Selection of sustainability strategies: The strategic options identified in the previous point should be evaluated and selected based on:

  • Efficiency: technical specifications (complete and quality of the solution) and operational characteristics (impact on existing processes and options speed in the recovery process)
  • Residual risk: the level of risk (for the recovery process) resulting from the use of each specified option
  • Investment: The economic impact of option implementation
  • Synergy: Level of compatibility with different evaluated solutions for other recovery elements; This is a fundamental step in creating a global solution to the whole emergency scenario


The first step is to have accurate process mapping available, called a processing model. Mapping should describe the sub-processes and actions for each process, and for each sub-process, the process manager should be identified.

Impact analysis must be performed at the sub-process level to achieve the set goals defined as “elements of analysis.”

This method involves conducting business impact analysis at two levels:

Level 1, review of all “elements of analysis” related to the following processes belonging to the process model, with the aim of:

Identify the economic, regulatory, and reputational implications of the complete unavailability of the so-called “analysis” element. Identify “analytics elements” for corporate businesses based on which you perform the in-depth analysis referred to in Level 2.

Level 2, the most in-depth analysis of the most relevant “elements of analysis” with the aim of:

Identify the same characteristics, according to recovery in the event of a disaster.

Identify the feasibility of the considered scenarios.

The content of business impact analysis also considers what has been achieved about business continuity through IT outsourcing, primarily where their processes are related to the firm’s critical operations.

Correlation is significant in terms of recovery time and rearrangement of processes to natural conditions.

Identify the reference process model (process model)

Execute data collection document for impact analysis

Level 1:

  1. Define the structure of the document
  2. Compilation of a form;
  3. Implement a questionnaire card to analyze the impact

 Level 2:

  1. Defining the structure of the questionnaire:
  2. Fill out the questionnaire
  3. Merge two previously developed databases.

For each sub-process in the process model, the following is done:

Perform level 1 impact analysis;

Approve Level 1 Analysis

As well as for any by-products that are identified as critical:

The collection of information about the “elements of analysis” should be done through the process managers’ data in the process mapping. The data collected through the questionnaire mentioned above card should be in the document after completing the impact analysis. “BIA – and tools for level 1 and 2 impact analysis” are available.

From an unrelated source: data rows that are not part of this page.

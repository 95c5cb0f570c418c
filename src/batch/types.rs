use super::checkpoint::CheckpointRecord;
use crate::classify::ClassificationResult;
use crate::error::{CallError, ServiceError};
use serde::{Deserialize, Serialize};

/// Coarse cause of a per-item failure.
#[derive(Debug, Clone, Copy, PartialEq, Eq, Serialize, Deserialize, strum::Display)]
#[serde(rename_all = "snake_case")]
#[strum(serialize_all = "snake_case")]
pub enum FailureReason {
    Timeout,
    Transient,
    RateLimited,
    Fatal,
    CircuitOpen,
    ParseError,
    /// The worker task panicked or was lost.
    Internal,
}

impl FailureReason {
    /// `None` for ignored errors, which abort the batch instead of becoming a result.
    pub fn from_call_error(err: &CallError) -> Option<Self> {
        match err {
            CallError::Open(_) => Some(Self::CircuitOpen),
            CallError::Service(service) => Some(match service {
                ServiceError::Timeout(_) => Self::Timeout,
                ServiceError::Transient(_) => Self::Transient,
                ServiceError::RateLimited { .. } => Self::RateLimited,
                ServiceError::Fatal(_) => Self::Fatal,
                ServiceError::Ignored(_) => return None,
            }),
            CallError::Ignored(_) => None,
        }
    }
}

#[derive(Debug, Clone, PartialEq, Serialize, Deserialize)]
pub struct ErrorResult {
    pub item_id: String,
    pub reason: FailureReason,
    #[serde(default)]
    pub message: String,
}

/// Outcome for one input item. A batch yields exactly one per item, in input order.
#[derive(Debug, Clone, PartialEq, Serialize, Deserialize)]
#[serde(tag = "status", rename_all = "snake_case")]
pub enum ItemResult {
    Success {
        item_id: String,
        result: ClassificationResult,
        cached: bool,
    },
    Error(ErrorResult),
}

impl ItemResult {
    pub fn error(item_id: impl Into<String>, reason: FailureReason, message: impl Into<String>) -> Self {
        Self::Error(ErrorResult {
            item_id: item_id.into(),
            reason,
            message: message.into(),
        })
    }

    pub fn item_id(&self) -> &str {
        match self {
            Self::Success { item_id, .. } => item_id,
            Self::Error(err) => &err.item_id,
        }
    }

    pub fn is_success(&self) -> bool {
        matches!(self, Self::Success { .. })
    }

    pub fn result(&self) -> Option<&ClassificationResult> {
        match self {
            Self::Success { result, .. } => Some(result),
            Self::Error(_) => None,
        }
    }
}

#[derive(Debug, Clone, Copy, Default)]
pub struct BatchOptions {
    /// Requested pool size; the configured default when `None`.
    pub max_concurrency: Option<usize>,
    /// Classify again even when a checkpoint exists for the step.
    pub force: bool,
}

#[derive(Debug, Clone, Copy, Default, PartialEq, Eq, Serialize, Deserialize)]
pub struct BatchSummary {
    pub total: usize,
    pub succeeded: usize,
    pub failed: usize,
    pub cached: usize,
}

impl BatchSummary {
    pub fn from_results(results: &[ItemResult]) -> Self {
        results.iter().fold(
            Self {
                total: results.len(),
                ..Self::default()
            },
            |mut summary, item| {
                match item {
                    ItemResult::Success { cached, .. } => {
                        summary.succeeded += 1;
                        if *cached {
                            summary.cached += 1;
                        }
                    }
                    ItemResult::Error(_) => summary.failed += 1,
                }
                summary
            },
        )
    }
}

#[derive(Debug, Clone, Serialize)]
pub struct BatchOutcome {
    pub run_id: String,
    pub step: String,
    pub results: Vec<ItemResult>,
    pub resumed_from_checkpoint: bool,
    /// The checkpoint written for this run, or the one resumed from.
    pub checkpoint: Option<CheckpointRecord>,
    pub summary: BatchSummary,
}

The final document on business impact analysis should be divided into two separate sections (related to two levels of study):

The first section collects information about the impact: economic, regulatory, and credit, due to the complete unavailability of the “analysis element” and how the effect evolves (from the moment of unavailability). This section must be completed for all process model subprocesses used: so each subprocess represents an “analysis element.”

The second part should apply only to the most relevant “elements of analysis” resulting from Level 1 analysis: it uses information about methods and situations to execute processes and is useful for operational continuity purposes. 

This section (by filling out a questionnaire, structured in “question cards” under the process of analysis) is divided into the following macroblocks:

  1. General Information: General information about the “element of analysis” intended ( process name, contact with the person/process manager, etc.);
  2. Specific features: The characteristics of the analytics element considered (e.g., timeliness, peak periods, input processes, etc.) Necessary, for analysis purposes, in which the information is used to identify the maximum time. That the intended element of analysis must be restarted (based on anticipated limitations) and beyond that data loss;
  3. Resources: Information about the resources usually considered in the analytics element (e.g., location, personnel, IT methods, documentation, etc.) to identify the minimum resources needed to perform the activity or ensure operational continuity.

Business Impact Analysis: Evaluating Results

At this stage, we can evaluate the results of both Level 1 Impact Analysis and Level 2 Impact Analysis.

Level 1 analysis:

This begins with a qualitative assessment of the effects.

  • The economic effect, for each element of the analysis, the economic impact must be evaluated because the time is different from the moment of stopping,
  • Classifies it based on the following values ​​scale:
  • Top: It has consequences that can significantly affect the company’s financial result, which can be achieved over several years.
  • Medium: It has significant implications for its economic performance, although it can be completed in the reference year.
  • Low: has no significant effect on the company’s financial performance.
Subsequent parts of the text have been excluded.